Brisa de outono no circo de espantos de Brasil
Os mais jovens desconhecem que os jânios sempre estiveram por aqui e que os cronistas dedicavam-lhes o mais silencioso desprezo.
O prefeito a ser impichado evidentemente não sabe, mas havia nos jornais do Rio uma tradição de delicadeza, como o banho de mar à fantasia, o refresco de groselha na Colombo e o “a gente precisa se ver”. Era a crônica de outono.
Sempre que o sol atingia o equinócio de março um cronista ilustrava seu espaço no jornal com um texto de folhas líricas e anunciava o minuto exato em que, andando na Praia do Flamengo, ele sentiu ontem pela manhã um vento mais frio batendo na pele e, pronto, tinha chegado o outono da elegância e distinção. À noite as moças já estariam usando um casaquinho leve.
O Brasil tinha as mesmas crises de hoje, eram apenas outros os palhaços sem graça que assombravam este Cirque de Soleil de lona eternamente cheia de furos e fungos. A crônica sobre o outono nem piscava para as aporrinhações de autoridades chinfrins. Ela era uma joia carioca, um acontecimento do mesmo significado que o gole para o santo ao pé do balcão, o belo tipo faceiro no bonde e o travesseirinho de areia feito com os pés. Todos juntos, mais o aplauso ao por do sol, mais o surdo de marcação da Mangueira, e desenhava-se uma cidade de sonhos. Os cronistas narravam esta felicidade.
Impresso nos jornais, o texto fino de saudação ao outono provocava nos leitores um estupor de desfalecimento e uma súbita vontade de levitar sobre as árvores. Essas sensações vinham daquela mágica de o cronista fazer parecer tudo muito fácil, de juntar palavras atrás de palavras e, assim como quem não quer nada, fazê-las passear com o leitor pelas alamedas da Praça Paris. Dava para sentir batendo no peito os primeiros momentos daquela brisa gentil.
Os mais jovens vivem 2019 com a sensação de que o precipício nunca esteve tão aos pés dos sobreviventes desta maracangalha. Desconhecem que os jânios sempre estiveram por aqui e que os cronistas, não obstante, uma expressão que destarte eles jamais escreveriam, dedicavam-lhes o mais silencioso desprezo. “As amargas não”, dizia um deles; as notícias graves menos ainda — porque não são crônicas.
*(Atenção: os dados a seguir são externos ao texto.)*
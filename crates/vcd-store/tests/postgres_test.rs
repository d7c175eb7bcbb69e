//! PostgreSQL store tests
//!
//! These tests require a database reachable through `DATABASE_URL`.

use vcd_store::{Organization, PgStore, StoreTrait, VApp, Vdc};

async fn connect() -> PgStore {
    let url = std::env::var("DATABASE_URL").expect("DATABASE_URL must be set");
    PgStore::connect(&url, 2).await.expect("Failed to connect")
}

#[tokio::test]
#[ignore] // Requires PostgreSQL
async fn test_unique_vapp_name_maps_to_conflict() {
    let store = connect().await;
    let org = Organization::new(format!("it-{}", uuid::Uuid::new_v4()));
    store.create_org(&org).await.unwrap();
    let vdc = Vdc::new(org.id, "dev", format!("vdc-{}", uuid::Uuid::new_v4()));
    store.create_vdc(&vdc).await.unwrap();

    store.create_vapp(&VApp::new(vdc.id, "web")).await.unwrap();
    let err = store.create_vapp(&VApp::new(vdc.id, "web")).await.unwrap_err();
    assert!(err.is_conflict());

    // Blocked while the vApp exists
    assert!(store.delete_vdc(vdc.id).await.unwrap_err().is_conflict());
}

#[tokio::test]
#[ignore] // Requires PostgreSQL
async fn test_schema_is_reapplicable() {
    let store = connect().await;
    store.migrate().await.unwrap();
    store.ping().await.unwrap();
}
Os cronistas preferiam os assuntos comuns, a viúva de maiô preto com o filho na praia, o amor que acaba para recomeçar outro —e acima de tudo, em uníssono, agradeciam todo março a chegada do outono. Eram os responsáveis pelo gesto fundamental de abrir as janelas do jornal e, em meio às tragédias, às boçalidades dos políticos, deixar que o sopro suave dos pequenos acontecimentos arejasse a existência dos leitores. No caso do outono, esses cronistas registravam uma certa melancolia nas folhas que caíam, secas, mas em geral soavam aliviados com a estação. Ela se fazia necessária, um momento de recolhimento depois das aflições desvairadas do verão.
O outono está em cartaz há duas semanas e, pela primeira vez desde que em 1850 alguém publicou uma crônica a respeito, ainda não mereceu um registro em louvor à sua gloriosa missão de pacificar os sentidos. Diante da guerra, o escritor Joseph Conrad cunhou a expressão “o horror! o horror!”. Diante dos últimos cem dias, o Brasil é só “o espanto! o espanto!” — e a escalada de vexame, xixi e grosseria deixou o país pesado. Ninguém conversa, é tudo exclamação. A crônica também se pautou por esses pontos de gravidade, e esqueceu de mudar de assunto. O outono é uma oportunidade. Não reforma a previdência, não prende em segunda instância. É um tempo de trégua. Seu sopro discreto sugere, assim como quem não quer nada, verbos amenos para substituir esta monstruosa crônica de insanidades.